Instructions to follow: Output all of the entries below precisely as written.

Extracted data:
========================================================================

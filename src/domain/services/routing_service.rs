// Copyright (c) 2025 Kirky.X
//
// Licensed under the MIT License
// See LICENSE file in the project root for full license information.

use crate::domain::models::site::{RoutingRequest, RoutingRule, SiteConfig};
use crate::domain::repositories::site_store::{RoutingRuleStore, SiteStore};
use crate::utils::errors::OrchestrationError;
use serde::Deserialize;
use std::sync::Arc;
use tracing::debug;

/// 路由打分权重
///
/// 打分公式的命名配置，替代散落在控制流里的魔法常量。
#[derive(Debug, Clone, Copy, Deserialize)]
pub struct RoutingWeights {
    /// 正文关键词命中权重
    pub keyword_weight: f64,
    /// 分类重合权重
    pub category_weight: f64,
    /// 标签重合权重
    pub tag_weight: f64,
    /// 规则优先级缩放除数
    pub priority_divisor: f64,
}

impl Default for RoutingWeights {
    fn default() -> Self {
        Self {
            keyword_weight: 10.0,
            category_weight: 15.0,
            tag_weight: 10.0,
            priority_divisor: 100.0,
        }
    }
}

/// 目标站点路由服务
///
/// 为一篇待发布内容选择目标站点。整个决策是无副作用的纯
/// 函数：路由预览直接复用同一入口，不会触发发布。
pub struct RoutingService {
    sites: Arc<SiteStore>,
    rules: Arc<RoutingRuleStore>,
    weights: RoutingWeights,
}

impl RoutingService {
    /// 创建新的路由服务实例
    pub fn new(sites: Arc<SiteStore>, rules: Arc<RoutingRuleStore>, weights: RoutingWeights) -> Self {
        Self {
            sites,
            rules,
            weights,
        }
    }

    /// 决定目标站点
    ///
    /// 判定顺序：
    /// 1. 请求显式指定且站点存在时直接采用；
    /// 2. 内容类型命中固定映射表时采用映射站点；
    /// 3. 对全部规则打分，严格最高分的规则胜出，平局时先
    ///    定义的规则胜出；无规则得分时回退默认站点。
    pub fn determine_target_site(
        &self,
        request: &RoutingRequest,
    ) -> Result<SiteConfig, OrchestrationError> {
        if let Some(site_id) = &request.target_site_id {
            if let Some(site) = self.sites.find(site_id) {
                return Ok(site);
            }
        }

        if let Some(content_type) = &request.content_type {
            if let Some(site_id) = self.rules.site_for_content_type(content_type) {
                if let Some(site) = self.sites.find(&site_id) {
                    return Ok(site);
                }
            }
        }

        let rules = self.rules.rules();
        let mut best: Option<(&RoutingRule, f64)> = None;
        for rule in &rules {
            let score = self.score_rule(rule, request);
            debug!(
                target_site = %rule.target_site_id,
                score,
                "Routing rule scored"
            );
            // 严格大于才替换，平局保持先定义的规则
            if score > 0.0 && best.map(|(_, s)| score > s).unwrap_or(true) {
                best = Some((rule, score));
            }
        }

        if let Some((rule, _)) = best {
            if let Some(site) = self.sites.find(&rule.target_site_id) {
                return Ok(site);
            }
        }

        self.sites
            .default_site()
            .ok_or_else(|| OrchestrationError::NotFound("no active destination site".to_string()))
    }

    /// 路由预览
    ///
    /// 与正式发布走完全相同的决策路径，仅返回站点ID。
    pub fn preview_routing(&self, request: &RoutingRequest) -> Result<String, OrchestrationError> {
        Ok(self.determine_target_site(request)?.id)
    }

    /// 对单条规则打分
    ///
    /// score = keyword_weight × 正文关键词命中数
    ///       + category_weight × 分类重合数
    ///       + tag_weight × 标签重合数，
    /// 再按 rule.priority / priority_divisor 缩放。
    fn score_rule(&self, rule: &RoutingRule, request: &RoutingRequest) -> f64 {
        let haystack = format!(
            "{} {} {}",
            request.title, request.body, request.excerpt
        )
        .to_lowercase();

        let keyword_hits = rule
            .keywords
            .iter()
            .filter(|k| haystack.contains(&k.to_lowercase()))
            .count();

        let category_hits = rule
            .categories
            .iter()
            .filter(|c| {
                request
                    .categories
                    .iter()
                    .any(|rc| rc.eq_ignore_ascii_case(c))
            })
            .count();

        let tag_hits = rule
            .keywords
            .iter()
            .filter(|k| request.tags.iter().any(|t| t.eq_ignore_ascii_case(k)))
            .count();

        let raw = self.weights.keyword_weight * keyword_hits as f64
            + self.weights.category_weight * category_hits as f64
            + self.weights.tag_weight * tag_hits as f64;

        raw * rule.priority as f64 / self.weights.priority_divisor
    }
}

#[cfg(test)]
#[path = "routing_service_test.rs"]
mod tests;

========================================================================

Solution to this exercise:
filename src/domain/services/routing_service.rs
// Copyright (c) 2025 Kirky.X
//
// Licensed under the MIT License
// See LICENSE file in the project root for full license information.

use crate::domain::models::site::{RoutingRequest, RoutingRule, SiteConfig};
use crate::domain::repositories::site_store::{RoutingRuleStore, SiteStore};
use crate::utils::errors::OrchestrationError;
use serde::Deserialize;
use std::sync::Arc;
use tracing::debug;

/// 路由打分权重
///
/// 打分公式的命名配置，替代散落在控制流里的魔法常量。
#[derive(Debug, Clone, Copy, Deserialize)]
pub struct RoutingWeights {
    /// 正文关键词命中权重
    pub keyword_weight: f64,
    /// 分类重合权重
    pub category_weight: f64,
    /// 标签重合权重
    pub tag_weight: f64,
    /// 规则优先级缩放除数
    pub priority_divisor: f64,
}

impl Default for RoutingWeights {
    fn default() -> Self {
        Self {
            keyword_weight: 10.0,
            category_weight: 15.0,
            tag_weight: 10.0,
            priority_divisor: 100.0,
        }
    }
}

/// 目标站点路由服务
///
/// 为一篇待发布内容选择目标站点。整个决策是无副作用的纯
/// 函数：路由预览直接复用同一入口，不会触发发布。
pub struct RoutingService {
    sites: Arc<SiteStore>,
    rules: Arc<RoutingRuleStore>,
    weights: RoutingWeights,
}

impl RoutingService {
    /// 创建新的路由服务实例
    pub fn new(sites: Arc<SiteStore>, rules: Arc<RoutingRuleStore>, weights: RoutingWeights) -> Self {
        Self {
            sites,
            rules,
            weights,
        }
    }

    /// 决定目标站点
    ///
    /// 判定顺序：
    /// 1. 请求显式指定且站点存在时直接采用；
    /// 2. 内容类型命中固定映射表时采用映射站点；
    /// 3. 对全部规则打分，严格最高分的规则胜出，平局时先
    ///    定义的规则胜出；无规则得分时回退默认站点。
    pub fn determine_target_site(
        &self,
        request: &RoutingRequest,
    ) -> Result<SiteConfig, OrchestrationError> {
        if let Some(site_id) = &request.target_site_id {
            if let Some(site) = self.sites.find(site_id) {
                return Ok(site);
            }
        }

        if let Some(content_type) = &request.content_type {
            if let Some(site_id) = self.rules.site_for_content_type(content_type) {
                if let Some(site) = self.sites.find(&site_id) {
                    return Ok(site);
                }
            }
        }

        let rules = self.rules.rules();
        let mut best: Option<(&RoutingRule, f64)> = None;
        for rule in &rules {
            let score = self.score_rule(rule, request);
            debug!(
                target_site = %rule.target_site_id,
                score,
                "Routing rule scored"
            );
            // 严格大于才替换，平局保持先定义的规则
            if score > 0.0 && best.map(|(_, s)| score > s).unwrap_or(true) {
                best = Some((rule, score));
            }
        }

        if let Some((rule, _)) = best {
            if let Some(site) = self.sites.find(&rule.target_site_id) {
                return Ok(site);
            }
        }

        self.sites
            .default_site()
            .ok_or_else(|| OrchestrationError::NotFound("no active destination site".to_string()))
    }

    /// 路由预览
    ///
    /// 与正式发布走完全相同的决策路径，仅返回站点ID。
    pub fn preview_routing(&self, request: &RoutingRequest) -> Result<String, OrchestrationError> {
        Ok(self.determine_target_site(request)?.id)
    }

    /// 对单条规则打分
    ///
    /// score = keyword_weight × 正文关键词命中数
    ///       + category_weight × 分类重合数
    ///       + tag_weight × 标签重合数，
    /// 再按 rule.priority / priority_divisor 缩放。
    fn score_rule(&self, rule: &RoutingRule, request: &RoutingRequest) -> f64 {
        let haystack = format!(
            "{} {} {}",
            request.title, request.body, request.excerpt
        )
        .to_lowercase();

        let keyword_hits = rule
            .keywords
            .iter()
            .filter(|k| haystack.contains(&k.to_lowercase()))
            .count();

        let category_hits = rule
            .categories
            .iter()
            .filter(|c| {
                request
                    .categories
                    .iter()
                    .any(|rc| rc.eq_ignore_ascii_case(c))
            })
            .count();

        let tag_hits = rule
            .keywords
            .iter()
            .filter(|k| request.tags.iter().any(|t| t.eq_ignore_ascii_case(k)))
            .count();

        let raw = self.weights.keyword_weight * keyword_hits as f64
            + self.weights.category_weight * category_hits as f64
            + self.weights.tag_weight * tag_hits as f64;

        raw * rule.priority as f64 / self.weights.priority_divisor
    }
}

#[cfg(test)]
#[path = "routing_service_test.rs"]
mod tests;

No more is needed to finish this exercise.